会出来“海鲜水产”,而我们可能希望“海水”二字并不分开。
安装分词器:

.\elasticsearch-plugin.bat install https://github.com/medcl/elasticsearch-analysis-ik/releases/download/v5.6.8/ela sticsearch-analysis-ik-5.6.8.zip

重启ES;
删除之前自动生成的索引:

DELETE /listing_new

在创建index之前新建mapping
- 默认_all是开启的(也就是说,不指定字段时会检索所有没有禁用_all参数的字段),通过”_all”: { “enabled”: false }来禁用

  • 对于一个索引来说,number_of_shards只能设置一次(默认为5),而number_of_replicas可以使用索引更新设置API在任何时候被增加或者减少。number_of_replicas默认为1。
  • 如果你想禁止自动创建索引,你可以在 config/elasticsearch.yml 的每个节点下添加下面的配置:
    action.auto_create_index: false
  • 在lucen中:
    1. analyzer——分析器,这里的ik分词器有ik-smart模式和ik-max_word两种模式,前者为粗粒度的划分,后者为细粒度。粗粒度也意味着准确率高,但是因为粗粒度划分,所以其检索出来的结果就少,所以召回率低。【如果字段指定了分析器(对应Lucen中的Index.ANALYZED),就会被“分割”,并存入倒排索引;如果不指定,Lucen中的Index.NOT_ANALYZED,不做任何分词操作,直接存入倒排索引,因此适用于手机号、URL等类型的数据(也可以通过指定字段为keyword来实现)】
    2. 索引器:新建索引以及打开索引、向索引中添加、删除、修改文档
    3. 查询解析器
      自定义分词器
## 手动设置mapping,ik
PUT /listing_new
{
  "settings": {
    "number_of_shards": 3,
    "number_of_replicas": 0,
    "analysis": {
      "analyzer": {
        "ik": {
          "tokenizer": "ik_smart"
        }
      }
    }
  }, 
  "mappings": {
      "listing": {
        "dynamic": true,
        "properties": {
          "listing_title": {
            "type": "text",
            "analyzer": "ik"
          },
          "category_name": {
            "type": "text",
            "analyzer": "ik"
          },
          "listing_id": {
            "type": "long"
          },
          "category_id": {
            "type": "long"
          }
        }
      }
  }
}

报错:"Custom Analyzer [ik] failed to find tokenizer under name [ik_smart]"
安装分词器后需要重启集群,不需要设置index.analysis.analyzer.ik.type : “ik”

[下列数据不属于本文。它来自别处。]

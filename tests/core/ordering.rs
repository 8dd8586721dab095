//! Ordering Tests
//!
//! The comparator and the codec must agree: sorting tuples directly and
//! sorting their encodings yields the same order.

use std::cmp::Ordering;
use std::collections::BTreeMap;

use proptest::prelude::*;
use tupledb::{compare_tuple, compare_value, encode_tuple, EncodingOptions, Tuple, Value};

// ============================================================================
// Scenarios
// ============================================================================

#[test]
fn true_sorts_after_false_in_last_component() {
    let options = EncodingOptions::default();
    let a: Tuple = vec![Value::from(1), Value::from("a"), Value::from(true)];
    let b: Tuple = vec![Value::from(1), Value::from("a"), Value::from(false)];

    assert_eq!(compare_tuple(&a, &b), Ordering::Greater);
    assert!(encode_tuple(&a, &options).unwrap() > encode_tuple(&b, &options).unwrap());
}

#[test]
fn shorter_prefix_sorts_first() {
    let options = EncodingOptions::default();
    let a: Tuple = vec![Value::from("a")];
    let b: Tuple = vec![Value::from("a"), Value::from("a")];

    assert_eq!(compare_tuple(&a, &b), Ordering::Less);
    assert!(encode_tuple(&a, &options).unwrap() < encode_tuple(&b, &options).unwrap());
}

#[test]
fn type_rank_order() {
    let mut object = BTreeMap::new();
    object.insert("k".to_string(), Value::from(1));
    let ranked = vec![
        Value::Null,
        Value::from(object),
        Value::from(vec![Value::from(1)]),
        Value::from(-1e300),
        Value::from(""),
        Value::from(false),
    ];
    for pair in ranked.windows(2) {
        assert_eq!(compare_value(&pair[0], &pair[1]), Ordering::Less, "{pair:?}");
    }
}

#[test]
fn negative_zero_equals_zero() {
    assert_eq!(compare_value(&Value::from(-0.0), &Value::from(0.0)), Ordering::Equal);
    let options = EncodingOptions::default();
    assert_eq!(
        encode_tuple(&[Value::from(-0.0)], &options).unwrap(),
        encode_tuple(&[Value::from(0.0)], &options).unwrap()
    );
}

// ============================================================================
// Properties
// ============================================================================

fn arb_component() -> impl Strategy<Value = Value> {
    prop_oneof![
        Just(Value::Null),
        any::<bool>().prop_map(Value::from),
        any::<i32>().prop_map(Value::from),
        "[a-c\\x00\\x01]{0,3}".prop_map(Value::from),
    ]
}

proptest! {
    #[test]
    fn sorting_encodings_matches_sorting_tuples(
        tuples in prop::collection::vec(prop::collection::vec(arb_component(), 0..4), 0..20)
    ) {
        let options = EncodingOptions::default();
        let mut direct = tuples.clone();
        direct.sort_by(|a, b| compare_tuple(a, b));

        let mut encoded: Vec<(String, Tuple)> = tuples
            .into_iter()
            .map(|t| (encode_tuple(&t, &options).unwrap(), t))
            .collect();
        encoded.sort_by(|a, b| a.0.cmp(&b.0));
        let via_codec: Vec<Tuple> = encoded.into_iter().map(|(_, t)| t).collect();

        prop_assert_eq!(direct.len(), via_codec.len());
        for (a, b) in direct.iter().zip(via_codec.iter()) {
            prop_assert_eq!(compare_tuple(a, b), Ordering::Equal);
        }
    }
}
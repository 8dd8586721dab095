//! Range bounds over tuples
//!
//! [`Bounds`] is what callers write: optional `gt`/`gte`/`lt`/`lte` ends,
//! an optional `prefix`, a `limit` and a `reverse` flag. [`NormalizedBounds`]
//! is what the rest of the engine consumes: two optional [`Endpoint`]s and the
//! `contains` predicate shared by the sorted primitives, the storage backends,
//! the concurrency log and the reactivity tracker.
//!
//! ## Prefix semantics
//!
//! When `prefix` is set, `gt`/`gte`/`lt`/`lte` are relative to it. A missing
//! lower end becomes `gte: prefix` and a missing upper end becomes
//! `lte: prefix ++ [MAX]`, so the range brackets every tuple starting with
//! `prefix`.

use serde::{Deserialize, Serialize};
use std::cmp::Ordering;

use crate::compare::compare_value;
use crate::error::{Error, Result};
use crate::types::{prepend, Tuple};
use crate::value::Value;

/// Component that sorts below or above every value
#[derive(Debug, Clone, Copy, PartialEq, Eq, Hash, Serialize, Deserialize)]
pub enum Sentinel {
    /// Below every value, above the end of a tuple
    Min,
    /// Above every value
    Max,
}

/// One end of a range: a tuple, an optional trailing sentinel, and whether
/// the end itself is included
#[derive(Debug, Clone, PartialEq, Eq, Serialize, Deserialize)]
pub struct Endpoint {
    /// Key components
    pub tuple: Tuple,
    /// Optional trailing sentinel component
    pub sentinel: Option<Sentinel>,
    /// Whether a tuple equal to this endpoint is in range
    pub inclusive: bool,
}

impl Endpoint {
    /// Inclusive endpoint at `tuple`
    pub fn inclusive(tuple: Tuple) -> Self {
        Self {
            tuple,
            sentinel: None,
            inclusive: true,
        }
    }

    /// Exclusive endpoint at `tuple`
    pub fn exclusive(tuple: Tuple) -> Self {
        Self {
            tuple,
            sentinel: None,
            inclusive: false,
        }
    }

    /// Attach a trailing sentinel
    pub fn with_sentinel(mut self, sentinel: Sentinel) -> Self {
        self.sentinel = Some(sentinel);
        self
    }

    /// Ordering of `tuple` relative to this endpoint's key (ignores `inclusive`)
    pub fn locate(&self, tuple: &[Value]) -> Ordering {
        compare_extended(tuple, None, &self.tuple, self.sentinel)
    }

    /// Compare two endpoint keys (ignores `inclusive`)
    pub fn compare_key(&self, other: &Endpoint) -> Ordering {
        compare_extended(&self.tuple, self.sentinel, &other.tuple, other.sentinel)
    }

    fn prefixed(self, prefix: &[Value]) -> Self {
        Self {
            tuple: prepend(prefix, self.tuple),
            ..self
        }
    }

    fn render(&self) -> String {
        let op = if self.inclusive { "=" } else { "" };
        match self.sentinel {
            Some(s) => format!("{op}{:?}+{s:?}", self.tuple),
            None => format!("{op}{:?}", self.tuple),
        }
    }
}

// Order of a single extended component: end-of-tuple < MIN < value < MAX
#[derive(PartialEq, Eq, PartialOrd, Ord)]
enum Slot<'a> {
    End,
    Min,
    Value(&'a Value),
    Max,
}

fn slot<'a>(tuple: &'a [Value], sentinel: Option<Sentinel>, i: usize) -> Slot<'a> {
    if let Some(v) = tuple.get(i) {
        return Slot::Value(v);
    }
    match (i == tuple.len(), sentinel) {
        (true, Some(Sentinel::Min)) => Slot::Min,
        (true, Some(Sentinel::Max)) => Slot::Max,
        _ => Slot::End,
    }
}

fn compare_extended(
    a: &[Value],
    a_sentinel: Option<Sentinel>,
    b: &[Value],
    b_sentinel: Option<Sentinel>,
) -> Ordering {
    let len = a.len().max(b.len()) + 1;
    for i in 0..len {
        let ordering = match (slot(a, a_sentinel, i), slot(b, b_sentinel, i)) {
            (Slot::Value(x), Slot::Value(y)) => compare_value(x, y),
            (x, y) => x.cmp(&y),
        };
        match ordering {
            Ordering::Equal => continue,
            other => return other,
        }
    }
    Ordering::Equal
}

/// Caller-facing range description
#[derive(Debug, Clone, Default, PartialEq, Eq, Serialize, Deserialize)]
pub struct Bounds {
    /// Exclusive lower end (takes precedence over `gte`)
    pub gt: Option<Tuple>,
    /// Inclusive lower end
    pub gte: Option<Tuple>,
    /// Exclusive upper end (takes precedence over `lte`)
    pub lt: Option<Tuple>,
    /// Inclusive upper end
    pub lte: Option<Tuple>,
    /// Restrict to tuples starting with this prefix
    pub prefix: Option<Tuple>,
    /// Maximum number of rows to return
    pub limit: Option<usize>,
    /// Return rows in descending order
    pub reverse: bool,
}

impl Bounds {
    /// Unbounded range
    pub fn new() -> Self {
        Self::default()
    }

    /// Every tuple starting with `prefix`
    pub fn prefix(prefix: Tuple) -> Self {
        Self {
            prefix: Some(prefix),
            ..Self::default()
        }
    }

    /// Exactly the tuple `tuple`
    pub fn point(tuple: Tuple) -> Self {
        Self::new().gte(tuple.clone()).lte(tuple)
    }

    /// Set an exclusive lower end
    pub fn gt(mut self, tuple: Tuple) -> Self {
        self.gt = Some(tuple);
        self.gte = None;
        self
    }

    /// Set an inclusive lower end
    pub fn gte(mut self, tuple: Tuple) -> Self {
        self.gte = Some(tuple);
        self.gt = None;
        self
    }

    /// Set an exclusive upper end
    pub fn lt(mut self, tuple: Tuple) -> Self {
        self.lt = Some(tuple);
        self.lte = None;
        self
    }

    /// Set an inclusive upper end
    pub fn lte(mut self, tuple: Tuple) -> Self {
        self.lte = Some(tuple);
        self.lt = None;
        self
    }

    /// Set the prefix
    pub fn with_prefix_filter(mut self, prefix: Tuple) -> Self {
        self.prefix = Some(prefix);
        self
    }

    /// Cap the number of rows
    pub fn limit(mut self, limit: usize) -> Self {
        self.limit = Some(limit);
        self
    }

    /// Return rows in descending order
    pub fn reverse(mut self) -> Self {
        self.reverse = true;
        self
    }

    /// Move these bounds under `prefix` (used by subspaces)
    pub fn with_prefix(mut self, prefix: &[Value]) -> Self {
        if prefix.is_empty() {
            return self;
        }
        let inner = self.prefix.take().unwrap_or_default();
        self.prefix = Some(prepend(prefix, inner));
        self
    }

    /// Resolve into endpoints
    pub fn normalize(&self) -> NormalizedBounds {
        let prefix = self.prefix.as_deref();
        let under = |t: &Tuple| prepend(prefix.unwrap_or(&[]), t.clone());

        let lower = match (&self.gt, &self.gte, prefix) {
            (Some(t), _, _) => Some(Endpoint::exclusive(under(t))),
            (None, Some(t), _) => Some(Endpoint::inclusive(under(t))),
            (None, None, Some(p)) => Some(Endpoint::inclusive(p.to_vec())),
            (None, None, None) => None,
        };
        let upper = match (&self.lt, &self.lte, prefix) {
            (Some(t), _, _) => Some(Endpoint::exclusive(under(t))),
            (None, Some(t), _) => Some(Endpoint::inclusive(under(t))),
            (None, None, Some(p)) => Some(Endpoint::inclusive(p.to_vec()).with_sentinel(Sentinel::Max)),
            (None, None, None) => None,
        };

        NormalizedBounds {
            lower,
            upper,
            limit: self.limit,
            reverse: self.reverse,
        }
    }
}

impl From<Bounds> for NormalizedBounds {
    fn from(bounds: Bounds) -> Self {
        bounds.normalize()
    }
}

/// Resolved range: optional endpoints plus limit and direction
#[derive(Debug, Clone, Default, PartialEq, Eq, Serialize, Deserialize)]
pub struct NormalizedBounds {
    /// Lower end, `None` for unbounded
    pub lower: Option<Endpoint>,
    /// Upper end, `None` for unbounded
    pub upper: Option<Endpoint>,
    /// Maximum number of rows to return
    pub limit: Option<usize>,
    /// Return rows in descending order
    pub reverse: bool,
}

impl NormalizedBounds {
    /// Unbounded range
    pub fn all() -> Self {
        Self::default()
    }

    /// Exactly the tuple `tuple`
    pub fn point(tuple: Tuple) -> Self {
        Self {
            lower: Some(Endpoint::inclusive(tuple.clone())),
            upper: Some(Endpoint::inclusive(tuple)),
            limit: None,
            reverse: false,
        }
    }

    /// Whether `tuple` is at or above the lower end
    pub fn above_lower(&self, tuple: &[Value]) -> bool {
        self.lower.as_ref().map_or(true, |end| {
            match end.locate(tuple) {
                Ordering::Greater => true,
                Ordering::Equal => end.inclusive,
                Ordering::Less => false,
            }
        })
    }

    /// Whether `tuple` is at or below the upper end
    pub fn below_upper(&self, tuple: &[Value]) -> bool {
        self.upper.as_ref().map_or(true, |end| {
            match end.locate(tuple) {
                Ordering::Less => true,
                Ordering::Equal => end.inclusive,
                Ordering::Greater => false,
            }
        })
    }

    /// Whether `tuple` lies within both ends (ignores `limit`)
    pub fn contains(&self, tuple: &[Value]) -> bool {
        self.above_lower(tuple) && self.below_upper(tuple)
    }

    /// Fail with `InvalidBounds` if the lower end sorts after the upper end
    pub fn validate(&self) -> Result<()> {
        if let (Some(lower), Some(upper)) = (&self.lower, &self.upper) {
            if lower.compare_key(upper) == Ordering::Greater {
                return Err(Error::InvalidBounds {
                    lower: lower.render(),
                    upper: upper.render(),
                });
            }
        }
        Ok(())
    }

    /// Move these bounds under `prefix`
    ///
    /// Open ends are closed at the edges of the prefix.
    pub fn with_prefix(self, prefix: &[Value]) -> Self {
        if prefix.is_empty() {
            return self;
        }
        let lower = Some(match self.lower {
            Some(end) => end.prefixed(prefix),
            None => Endpoint::inclusive(prefix.to_vec()),
        });
        let upper = Some(match self.upper {
            Some(end) => end.prefixed(prefix),
            None => Endpoint::inclusive(prefix.to_vec()).with_sentinel(Sentinel::Max),
        });
        Self {
            lower,
            upper,
            ..self
        }
    }

    /// Copy of these bounds with a different limit
    pub fn with_limit(&self, limit: Option<usize>) -> Self {
        Self {
            limit,
            ..self.clone()
        }
    }
}
//! Concurrency log for optimistic conflict detection
//!
//! The log is an append-only sequence of reads and writes. A transaction's
//! reads are appended as it scans; committed writes are appended only when
//! some recorded read covers them. At commit time a transaction conflicts if
//! any write record in the log falls inside one of its read bounds, wherever
//! that record sits relative to the read.
//!
//! ## Rules
//!
//! - First committer wins: the later committer sees the earlier's write
//! - Blind writes (no covering read) are never recorded and never conflict
//! - Reads are dropped when their transaction commits or cancels; writes are
//!   dropped once no remaining read covers them

use tracing::trace;

use tupledb_core::{NormalizedBounds, Tuple, TxId};

use crate::conflict::ReadWriteConflict;

/// One entry in the log
#[derive(Debug, Clone, PartialEq, Eq)]
pub enum LogItem {
    /// A transaction scanned `bounds`
    Read {
        /// Reading transaction
        tx_id: TxId,
        /// Scanned range
        bounds: NormalizedBounds,
    },
    /// A committed write to `tuple`
    Write {
        /// Writing transaction
        tx_id: TxId,
        /// Written tuple
        tuple: Tuple,
    },
}

/// Append-only read/write log used to detect read-write conflicts
#[derive(Debug, Default)]
pub struct ConcurrencyLog {
    log: Vec<LogItem>,
}

impl ConcurrencyLog {
    /// Create an empty log
    pub fn new() -> Self {
        Self::default()
    }

    /// Record that `tx_id` scanned `bounds`
    pub fn read(&mut self, tx_id: TxId, bounds: NormalizedBounds) {
        self.log.push(LogItem::Read { tx_id, bounds });
    }

    /// Record a committed write to `tuple` by `tx_id`
    ///
    /// Nothing is recorded unless an existing read covers `tuple`.
    pub fn write(&mut self, tx_id: TxId, tuple: Tuple) {
        let covered = self.log.iter().any(|item| match item {
            LogItem::Read { bounds, .. } => bounds.contains(&tuple),
            LogItem::Write { .. } => false,
        });
        if covered {
            self.log.push(LogItem::Write { tx_id, tuple });
        }
    }

    /// Check `tx_id` for conflicts, then drop its reads and orphaned writes
    ///
    /// Cleanup runs whether or not a conflict is found.
    ///
    /// # Errors
    ///
    /// Returns the first write record that falls inside one of `tx_id`'s
    /// reads.
    pub fn commit(&mut self, tx_id: TxId) -> Result<(), ReadWriteConflict> {
        let result = self.check_for_conflicts(tx_id);
        self.cleanup(tx_id);
        result
    }

    /// Drop `tx_id`'s reads and orphaned writes without checking for conflicts
    pub fn cancel(&mut self, tx_id: TxId) {
        self.cleanup(tx_id);
    }

    /// Entries currently in the log
    pub fn items(&self) -> &[LogItem] {
        &self.log
    }

    /// Number of entries
    pub fn len(&self) -> usize {
        self.log.len()
    }

    /// Check if the log is empty
    pub fn is_empty(&self) -> bool {
        self.log.is_empty()
    }

    fn check_for_conflicts(&self, tx_id: TxId) -> Result<(), ReadWriteConflict> {
        let reads: Vec<&NormalizedBounds> = self
            .log
            .iter()
            .filter_map(|item| match item {
                LogItem::Read { tx_id: reader, bounds } if *reader == tx_id => Some(bounds),
                _ => None,
            })
            .collect();
        if reads.is_empty() {
            return Ok(());
        }

        for item in &self.log {
            if let LogItem::Write { tx_id: writer, tuple } = item {
                if let Some(bounds) = reads.iter().find(|b| b.contains(tuple)) {
                    return Err(ReadWriteConflict {
                        writer_tx_id: *writer,
                        tuple: tuple.clone(),
                        read_bounds: (*bounds).clone(),
                    });
                }
            }
        }
        Ok(())
    }

    fn cleanup(&mut self, tx_id: TxId) {
        let before = self.log.len();
        self.log
            .retain(|item| !matches!(item, LogItem::Read { tx_id: reader, .. } if *reader == tx_id));

        // A write survives while any remaining read covers it
        let live_reads: Vec<NormalizedBounds> = self
            .log
            .iter()
            .filter_map(|item| match item {
                LogItem::Read { bounds, .. } => Some(bounds.clone()),
                LogItem::Write { .. } => None,
            })
            .collect();
        self.log.retain(|item| match item {
            LogItem::Read { .. } => true,
            LogItem::Write { tuple, .. } => live_reads.iter().any(|b| b.contains(tuple)),
        });

        trace!(
            target: "tupledb::txn",
            %tx_id,
            removed = before - self.log.len(),
            remaining = self.log.len(),
            "Concurrency log cleaned up"
        );
    }
}
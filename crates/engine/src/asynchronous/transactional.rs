//! Async retry-wrapped transactional combinators

use tracing::{debug, warn};

use tupledb_core::{Error, Result};
use tupledb_storage::AsyncTupleStorage;

use super::{
    AsyncTransaction, AsyncTransactionReader, AsyncTransactionWriter, AsyncTupleDatabaseClient,
    BoxFuture,
};
use crate::database::RetryConfig;

/// Where an async transactional function runs
pub enum AsyncTxContext<'a, S: AsyncTupleStorage> {
    /// Open a root transaction per attempt and commit it
    Client(&'a AsyncTupleDatabaseClient<S>),
    /// Run inside this transaction without committing
    Transaction(&'a mut AsyncTransaction<S>),
}

impl<'a, S: AsyncTupleStorage> From<&'a AsyncTupleDatabaseClient<S>> for AsyncTxContext<'a, S> {
    fn from(client: &'a AsyncTupleDatabaseClient<S>) -> Self {
        AsyncTxContext::Client(client)
    }
}

impl<'a, S: AsyncTupleStorage> From<&'a mut AsyncTransaction<S>> for AsyncTxContext<'a, S> {
    fn from(tx: &'a mut AsyncTransaction<S>) -> Self {
        AsyncTxContext::Transaction(tx)
    }
}

/// Run `f` in a transaction, retrying the whole body on conflict
///
/// Inside an existing transaction `f` is awaited directly and nothing is
/// committed.
///
/// # Example
///
/// ```text
/// transactional_read_write_async(&config, &client, |tx| Box::pin(async move {
///     tx.set(vec!["a".into()], 1.into())?;
///     tx.get(vec!["a".into()]).await
/// })).await?;
/// ```
pub async fn transactional_read_write_async<'a, S, T, F>(
    config: &RetryConfig,
    ctx: impl Into<AsyncTxContext<'a, S>>,
    mut f: F,
) -> Result<T>
where
    S: AsyncTupleStorage + 'a,
    F: for<'t> FnMut(&'t mut AsyncTransaction<S>) -> BoxFuture<'t, Result<T>>,
{
    let client = match ctx.into() {
        AsyncTxContext::Transaction(tx) => return f(tx).await,
        AsyncTxContext::Client(client) => client,
    };

    for attempt in 0..=config.max_retries {
        let mut tx = client.transact();
        let value = match f(&mut tx).await {
            Ok(value) => value,
            Err(e) => {
                debug!(target: "tupledb::txn", tx_id = %tx.id(), error = %e, "Transaction body failed");
                return Err(e);
            }
        };

        match tx.commit().await {
            Ok(()) => return Ok(value),
            Err(e) if e.is_conflict() && attempt < config.max_retries => {
                let delay = config.calculate_delay(attempt);
                warn!(
                    target: "tupledb::txn",
                    tx_id = %tx.id(),
                    attempt = attempt + 1,
                    max_retries = config.max_retries,
                    delay_ms = delay.as_millis() as u64,
                    "Conflict, retrying transaction"
                );
                if !delay.is_zero() {
                    tokio::time::sleep(delay).await;
                }
            }
            Err(e) => return Err(e),
        }
    }

    // The final attempt always returns above
    Err(Error::internal("retry loop exited without returning a result"))
}

/// Run `f` with read-only access, retrying on conflict
///
/// A read-only transaction still commits so its reads are checked.
pub async fn transactional_read_async<'a, S, T, F>(
    config: &RetryConfig,
    ctx: impl Into<AsyncTxContext<'a, S>>,
    mut f: F,
) -> Result<T>
where
    S: AsyncTupleStorage + 'a,
    F: for<'t> FnMut(AsyncTransactionReader<'t, S>) -> BoxFuture<'t, Result<T>>,
{
    transactional_read_write_async(config, ctx, |tx| f(AsyncTransactionReader::new(tx))).await
}

/// Run `f` with write-only access, retrying on conflict
pub async fn transactional_write_async<'a, S, T, F>(
    config: &RetryConfig,
    ctx: impl Into<AsyncTxContext<'a, S>>,
    mut f: F,
) -> Result<T>
where
    S: AsyncTupleStorage + 'a,
    F: for<'t> FnMut(AsyncTransactionWriter<'t, S>) -> BoxFuture<'t, Result<T>>,
{
    transactional_read_write_async(config, ctx, |tx| f(AsyncTransactionWriter::new(tx))).await
}
//! Core Integration Tests
//!
//! Tests for the value model, comparator, codec and bounds through the
//! public facade.

#[path = "../common/mod.rs"]
mod common;

mod bounds;
mod ordering;
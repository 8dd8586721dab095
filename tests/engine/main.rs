//! Engine Integration Tests
//!
//! Tests for the database, client and transaction surface: read-your-writes
//! merging, subspaces, subscriptions, configuration and the async flavour.

#[path = "../common/mod.rs"]
mod common;

mod config;
mod reactivity;
mod read_your_writes;

#[cfg(feature = "async")]
mod async_engine;
//! Reactivity Tests
//!
//! Subscribers receive exactly the committed writes inside their bounds,
//! once per commit, after the commit is visible.

use std::sync::Arc;

use parking_lot::Mutex;

use crate::common::*;
use tupledb::prelude::*;
use tupledb::{callback, CallbackError};

#[test]
fn subscriber_receives_only_writes_in_range() {
    let client = client();
    let recorder = Recorder::new();
    let _sub = client
        .subscribe(Bounds::prefix(tuple(&["score"])), recorder.callback())
        .unwrap();

    let mut tx = client.transact();
    tx.set(tuple(&["score", "ada"]), Value::from(1)).unwrap();
    tx.set(tuple(&["other"]), Value::from(2)).unwrap();
    tx.remove(tuple(&["score", "bob"])).unwrap();
    tx.commit().unwrap();

    let writes = recorder.writes();
    assert_eq!(writes.len(), 1);
    assert_eq!(
        writes[0],
        WriteOps::new()
            .with_set(tuple(&["score", "ada"]), Value::from(1))
            .with_remove(tuple(&["score", "bob"]))
    );
}

#[test]
fn unmatched_subscriber_is_not_called() {
    let client = client();
    let recorder = Recorder::new();
    let _sub = client
        .subscribe(Bounds::prefix(tuple(&["x"])), recorder.callback())
        .unwrap();

    client
        .commit(WriteOps::new().with_set(tuple(&["y"]), Value::Null), None)
        .unwrap();
    assert_eq!(recorder.count(), 0);
}

#[test]
fn conflicted_commit_emits_nothing() {
    let client = client();
    let recorder = Recorder::new();
    let _sub = client.subscribe(Bounds::new(), recorder.callback()).unwrap();

    let mut tx = client.transact();
    tx.scan(Bounds::new()).unwrap();
    client
        .commit(WriteOps::new().with_set(tuple(&["a"]), Value::Null), None)
        .unwrap();
    tx.set(tuple(&["b"]), Value::Null).unwrap();
    assert!(tx.commit().is_err());

    assert_eq!(recorder.count(), 1);
}

#[test]
fn callback_sees_committed_state() {
    let client = client();
    let observed = Arc::new(Mutex::new(None));
    let reader = client.clone();
    let slot = Arc::clone(&observed);
    let _sub = client
        .subscribe(
            Bounds::new(),
            callback(move |_, _| {
                *slot.lock() = Some(reader.get(tuple(&["k"]))?);
                Ok(())
            }),
        )
        .unwrap();

    client
        .commit(WriteOps::new().with_set(tuple(&["k"]), Value::from("v")), None)
        .unwrap();
    assert_eq!(*observed.lock(), Some(Some(Value::from("v"))));
}

#[test]
fn failing_and_panicking_callbacks_are_isolated() {
    let client = client();
    let recorder = Recorder::new();
    let _failing = client
        .subscribe(
            Bounds::new(),
            callback(|_, _| Err::<(), CallbackError>("subscriber failed".into())),
        )
        .unwrap();
    let _panicking = client
        .subscribe(Bounds::new(), callback(|_, _| panic!("subscriber panicked")))
        .unwrap();
    let _ok = client.subscribe(Bounds::new(), recorder.callback()).unwrap();

    client
        .commit(WriteOps::new().with_set(tuple(&["a"]), Value::Null), None)
        .unwrap();

    assert_eq!(recorder.count(), 1);
    assert_eq!(client.get(tuple(&["a"])).unwrap(), Some(Value::Null));
}

#[test]
fn unsubscribe_stops_notifications() {
    let client = client();
    let recorder = Recorder::new();
    let sub = client.subscribe(Bounds::new(), recorder.callback()).unwrap();
    assert_eq!(client.database().subscription_count(), 1);

    client
        .commit(WriteOps::new().with_set(tuple(&["a"]), Value::Null), None)
        .unwrap();
    sub.unsubscribe();
    sub.unsubscribe();
    assert!(sub.is_unsubscribed());
    assert_eq!(client.database().subscription_count(), 0);

    client
        .commit(WriteOps::new().with_set(tuple(&["b"]), Value::Null), None)
        .unwrap();
    assert_eq!(recorder.count(), 1);
}

#[test]
fn subspace_subscriber_sees_relative_keys() {
    let client = client();
    let users = client.subspace(tuple(&["users"]));
    let recorder = Recorder::new();
    let _sub = users.subscribe(Bounds::new(), recorder.callback()).unwrap();

    let mut tx = client.transact();
    tx.set(tuple(&["users", "ada"]), Value::from(1)).unwrap();
    tx.set(tuple(&["posts", "1"]), Value::from(2)).unwrap();
    tx.commit().unwrap();

    assert_eq!(
        recorder.writes(),
        vec![WriteOps::new().with_set(tuple(&["ada"]), Value::from(1))]
    );
}

#[test]
fn subscribe_rejects_inverted_bounds() {
    let client = client();
    let recorder = Recorder::new();
    assert!(client
        .subscribe(
            Bounds::new().gt(tuple(&["z"])).lt(tuple(&["a"])),
            recorder.callback()
        )
        .is_err());
}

再次执行查询:http://172.22.112.1:9200/listing_new/listing/_search?q=category_name:海水可以看到无命中

  • 在自然语言处理中,通常还需要设置”停用词“以及”同义词“
  • ES关于停用词的文档
    可使用stopwords参数设置停用词

  • 文档字段的fielddata
    对文档字段(text fielddata)执行terms聚合时报错:
    Fielddata is disabled on text fields by default. Set fielddata=true on [category_name] in order to load fielddata in memory by uninverting the inverted index. Note that this can however use significant memory. Alternatively use a keyword field instead.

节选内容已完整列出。